[Work required]: Return all the lines below, exactly as they read.

(Dataset records)
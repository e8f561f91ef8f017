//! Cartridge-side memory contract.
//!
//! Bank switching is out of scope; NROM (mapper 0) is the only board. The
//! trait still sits between the cartridge and the CPU/PPU buses so the PPU
//! never touches ROM storage directly.

mod nrom;

pub use nrom::Nrom;

use crate::cartridge::{Cartridge, CartridgeError, Mirroring};
use std::fmt;

pub trait Mapper: fmt::Debug {
    /// CPU read in $4020-$FFFF. `None` leaves the data bus floating.
    fn prg_read(&self, addr: u16) -> Option<u8>;
    fn prg_write(&mut self, addr: u16, val: u8);
    /// PPU pattern-table read, $0000-$1FFF.
    fn chr_read(&self, addr: u16) -> u8;
    fn chr_write(&mut self, addr: u16, val: u8);
    fn mirroring(&self) -> Mirroring;
    fn number(&self) -> u8;
}

/// Build the board for a parsed cartridge.
pub fn for_cartridge(cart: Cartridge) -> Result<Box<dyn Mapper>, CartridgeError> {
    match cart.mapper {
        0 => Ok(Box::new(Nrom::new(cart))),
        n => Err(CartridgeError::UnsupportedMapper(n)),
    }
}

/// NROM board with 16 KiB PRG and 8 KiB CHR RAM.
#[cfg(test)]
pub(crate) fn test_mapper() -> Box<dyn Mapper> {
    Box::new(Nrom::new(Cartridge {
        prg_rom: vec![0; 0x4000],
        chr: vec![0; 0x2000],
        chr_is_ram: true,
        mapper: 0,
        mirroring: Mirroring::Horizontal,
        battery: false,
    }))
}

[Written answer]:
repository e8f561f91ef8f017
//! Cartridge-side memory contract.
//!
//! Bank switching is out of scope; NROM (mapper 0) is the only board. The
//! trait still sits between the cartridge and the CPU/PPU buses so the PPU
//! never touches ROM storage directly.

mod nrom;

pub use nrom::Nrom;

use crate::cartridge::{Cartridge, CartridgeError, Mirroring};
use std::fmt;

pub trait Mapper: fmt::Debug {
    /// CPU read in $4020-$FFFF. `None` leaves the data bus floating.
    fn prg_read(&self, addr: u16) -> Option<u8>;
    fn prg_write(&mut self, addr: u16, val: u8);
    /// PPU pattern-table read, $0000-$1FFF.
    fn chr_read(&self, addr: u16) -> u8;
    fn chr_write(&mut self, addr: u16, val: u8);
    fn mirroring(&self) -> Mirroring;
    fn number(&self) -> u8;
}

/// Build the board for a parsed cartridge.
pub fn for_cartridge(cart: Cartridge) -> Result<Box<dyn Mapper>, CartridgeError> {
    match cart.mapper {
        0 => Ok(Box::new(Nrom::new(cart))),
        n => Err(CartridgeError::UnsupportedMapper(n)),
    }
}

/// NROM board with 16 KiB PRG and 8 KiB CHR RAM.
#[cfg(test)]
pub(crate) fn test_mapper() -> Box<dyn Mapper> {
    Box::new(Nrom::new(Cartridge {
        prg_rom: vec![0; 0x4000],
        chr: vec![0; 0x2000],
        chr_is_ram: true,
        mapper: 0,
        mirroring: Mirroring::Horizontal,
        battery: false,
    }))
}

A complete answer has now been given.